_What you should do_: Your answer should be only the lines below from the one with "if cur == target" to the one with "pub fn merge(&mut", repeated exactly, ends included.

====== Record set

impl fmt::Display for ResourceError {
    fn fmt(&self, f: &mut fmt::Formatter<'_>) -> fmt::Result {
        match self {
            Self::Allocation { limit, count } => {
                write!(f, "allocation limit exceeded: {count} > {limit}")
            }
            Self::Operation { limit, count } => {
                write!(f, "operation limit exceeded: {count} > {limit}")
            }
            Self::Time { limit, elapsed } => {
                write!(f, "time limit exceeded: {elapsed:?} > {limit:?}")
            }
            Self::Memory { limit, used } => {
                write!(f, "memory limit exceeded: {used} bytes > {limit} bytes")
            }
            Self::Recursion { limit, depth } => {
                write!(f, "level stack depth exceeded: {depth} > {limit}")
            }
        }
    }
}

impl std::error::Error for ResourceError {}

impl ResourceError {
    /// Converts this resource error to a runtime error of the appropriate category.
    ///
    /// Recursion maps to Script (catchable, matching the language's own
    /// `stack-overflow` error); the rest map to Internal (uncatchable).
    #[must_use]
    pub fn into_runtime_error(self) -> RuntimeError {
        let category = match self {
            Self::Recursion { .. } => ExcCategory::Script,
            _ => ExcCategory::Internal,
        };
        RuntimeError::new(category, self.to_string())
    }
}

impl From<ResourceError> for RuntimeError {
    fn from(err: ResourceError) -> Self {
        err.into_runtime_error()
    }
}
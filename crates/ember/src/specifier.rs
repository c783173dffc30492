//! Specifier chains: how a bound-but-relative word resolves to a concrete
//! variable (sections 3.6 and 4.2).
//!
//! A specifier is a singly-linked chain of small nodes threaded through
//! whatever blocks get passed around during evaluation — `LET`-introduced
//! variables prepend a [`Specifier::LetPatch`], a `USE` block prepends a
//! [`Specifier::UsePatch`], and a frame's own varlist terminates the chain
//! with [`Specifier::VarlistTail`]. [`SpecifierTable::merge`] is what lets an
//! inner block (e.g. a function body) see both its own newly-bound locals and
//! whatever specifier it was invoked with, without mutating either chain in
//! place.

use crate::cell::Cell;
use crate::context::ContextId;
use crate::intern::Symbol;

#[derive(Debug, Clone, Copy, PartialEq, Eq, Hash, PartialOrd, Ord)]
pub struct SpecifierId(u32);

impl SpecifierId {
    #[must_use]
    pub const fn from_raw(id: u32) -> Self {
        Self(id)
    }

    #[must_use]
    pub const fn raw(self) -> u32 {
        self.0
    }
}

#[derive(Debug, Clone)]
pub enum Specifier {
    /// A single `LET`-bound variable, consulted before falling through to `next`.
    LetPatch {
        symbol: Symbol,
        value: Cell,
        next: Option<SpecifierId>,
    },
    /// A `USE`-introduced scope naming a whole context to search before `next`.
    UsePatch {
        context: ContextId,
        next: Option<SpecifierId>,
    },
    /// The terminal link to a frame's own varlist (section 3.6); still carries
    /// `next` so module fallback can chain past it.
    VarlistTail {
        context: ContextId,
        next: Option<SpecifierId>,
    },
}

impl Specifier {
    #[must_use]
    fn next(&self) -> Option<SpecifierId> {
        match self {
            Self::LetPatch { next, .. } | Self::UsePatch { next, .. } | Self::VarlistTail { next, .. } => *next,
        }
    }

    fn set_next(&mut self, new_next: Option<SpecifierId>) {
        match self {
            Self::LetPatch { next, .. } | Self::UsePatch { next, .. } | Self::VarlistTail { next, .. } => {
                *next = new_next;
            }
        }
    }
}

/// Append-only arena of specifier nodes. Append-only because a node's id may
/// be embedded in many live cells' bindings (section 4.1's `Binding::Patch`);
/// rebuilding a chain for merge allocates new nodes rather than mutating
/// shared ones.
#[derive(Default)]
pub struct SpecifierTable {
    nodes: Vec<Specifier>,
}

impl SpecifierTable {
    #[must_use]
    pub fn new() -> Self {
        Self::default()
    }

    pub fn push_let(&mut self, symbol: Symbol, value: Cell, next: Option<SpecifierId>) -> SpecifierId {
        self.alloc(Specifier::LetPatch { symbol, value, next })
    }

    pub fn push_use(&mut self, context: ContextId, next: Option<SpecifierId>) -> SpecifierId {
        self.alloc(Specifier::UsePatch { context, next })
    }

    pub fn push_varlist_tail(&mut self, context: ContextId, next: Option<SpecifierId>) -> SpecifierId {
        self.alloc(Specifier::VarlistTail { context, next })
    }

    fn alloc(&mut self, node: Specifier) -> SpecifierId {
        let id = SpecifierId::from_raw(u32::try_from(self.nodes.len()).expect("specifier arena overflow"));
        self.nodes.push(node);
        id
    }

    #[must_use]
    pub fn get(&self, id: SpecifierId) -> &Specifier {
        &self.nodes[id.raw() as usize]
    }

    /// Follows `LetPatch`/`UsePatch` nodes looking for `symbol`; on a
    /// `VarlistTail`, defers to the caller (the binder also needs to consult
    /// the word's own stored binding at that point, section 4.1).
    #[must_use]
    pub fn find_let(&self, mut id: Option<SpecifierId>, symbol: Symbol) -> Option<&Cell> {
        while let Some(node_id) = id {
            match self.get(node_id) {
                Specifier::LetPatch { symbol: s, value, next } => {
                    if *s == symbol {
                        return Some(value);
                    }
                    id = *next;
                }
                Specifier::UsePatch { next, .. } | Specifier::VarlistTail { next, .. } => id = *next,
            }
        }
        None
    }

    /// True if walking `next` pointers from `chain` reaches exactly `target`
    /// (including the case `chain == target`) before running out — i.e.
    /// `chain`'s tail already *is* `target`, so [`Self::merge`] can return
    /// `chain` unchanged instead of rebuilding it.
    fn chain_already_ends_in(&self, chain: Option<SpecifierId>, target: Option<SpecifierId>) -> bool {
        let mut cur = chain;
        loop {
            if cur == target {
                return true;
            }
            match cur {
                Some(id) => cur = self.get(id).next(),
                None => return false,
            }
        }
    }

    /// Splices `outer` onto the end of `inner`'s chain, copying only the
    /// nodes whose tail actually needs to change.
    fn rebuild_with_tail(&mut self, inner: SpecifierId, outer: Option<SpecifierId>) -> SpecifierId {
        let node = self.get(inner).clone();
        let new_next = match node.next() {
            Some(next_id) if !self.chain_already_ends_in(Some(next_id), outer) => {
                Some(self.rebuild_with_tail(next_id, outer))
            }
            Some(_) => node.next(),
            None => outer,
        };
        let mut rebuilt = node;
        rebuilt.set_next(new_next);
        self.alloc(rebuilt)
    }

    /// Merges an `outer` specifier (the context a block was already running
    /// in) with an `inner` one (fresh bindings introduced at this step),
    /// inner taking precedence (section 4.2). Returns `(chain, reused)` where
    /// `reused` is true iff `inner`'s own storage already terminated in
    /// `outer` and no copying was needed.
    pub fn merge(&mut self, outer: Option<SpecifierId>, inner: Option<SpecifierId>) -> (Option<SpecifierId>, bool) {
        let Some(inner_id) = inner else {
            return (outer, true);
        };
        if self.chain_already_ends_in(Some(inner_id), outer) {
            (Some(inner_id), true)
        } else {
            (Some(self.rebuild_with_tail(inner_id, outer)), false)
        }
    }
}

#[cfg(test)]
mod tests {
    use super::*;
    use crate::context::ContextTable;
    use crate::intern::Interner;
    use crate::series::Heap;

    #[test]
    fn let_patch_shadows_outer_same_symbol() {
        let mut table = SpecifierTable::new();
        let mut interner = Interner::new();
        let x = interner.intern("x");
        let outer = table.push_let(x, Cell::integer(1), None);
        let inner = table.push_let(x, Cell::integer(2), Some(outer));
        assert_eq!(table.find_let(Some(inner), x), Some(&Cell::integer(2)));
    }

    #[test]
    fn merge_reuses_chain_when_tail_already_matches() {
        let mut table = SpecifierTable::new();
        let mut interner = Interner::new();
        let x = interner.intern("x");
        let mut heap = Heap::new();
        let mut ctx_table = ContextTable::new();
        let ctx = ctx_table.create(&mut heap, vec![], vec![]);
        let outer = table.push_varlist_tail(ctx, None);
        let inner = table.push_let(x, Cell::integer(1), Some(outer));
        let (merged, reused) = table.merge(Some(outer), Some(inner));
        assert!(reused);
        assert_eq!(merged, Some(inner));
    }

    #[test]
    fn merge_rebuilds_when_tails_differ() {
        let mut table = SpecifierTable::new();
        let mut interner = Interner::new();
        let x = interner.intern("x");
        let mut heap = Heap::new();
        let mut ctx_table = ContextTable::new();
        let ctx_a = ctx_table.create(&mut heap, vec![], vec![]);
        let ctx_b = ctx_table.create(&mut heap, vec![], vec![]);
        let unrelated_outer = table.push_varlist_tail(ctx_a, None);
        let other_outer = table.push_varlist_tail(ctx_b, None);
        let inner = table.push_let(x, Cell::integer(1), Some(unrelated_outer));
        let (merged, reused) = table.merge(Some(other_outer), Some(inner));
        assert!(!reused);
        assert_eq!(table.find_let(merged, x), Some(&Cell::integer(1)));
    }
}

============

_Answer area_:
            if cur == target {
                return true;
            }
            match cur {
                Some(id) => cur = self.get(id).next(),
                None => return false,
            }
        }
    }

    /// Splices `outer` onto the end of `inner`'s chain, copying only the
    /// nodes whose tail actually needs to change.
    fn rebuild_with_tail(&mut self, inner: SpecifierId, outer: Option<SpecifierId>) -> SpecifierId {
        let node = self.get(inner).clone();
        let new_next = match node.next() {
            Some(next_id) if !self.chain_already_ends_in(Some(next_id), outer) => {
                Some(self.rebuild_with_tail(next_id, outer))
            }
            Some(_) => node.next(),
            None => outer,
        };
        let mut rebuilt = node;
        rebuilt.set_next(new_next);
        self.alloc(rebuilt)
    }

    /// Merges an `outer` specifier (the context a block was already running
    /// in) with an `inner` one (fresh bindings introduced at this step),
    /// inner taking precedence (section 4.2). Returns `(chain, reused)` where
    /// `reused` is true iff `inner`'s own storage already terminated in
    /// `outer` and no copying was needed.
    pub fn merge(&mut self, outer: Option<SpecifierId>, inner: Option<SpecifierId>) -> (Option<SpecifierId>, bool) {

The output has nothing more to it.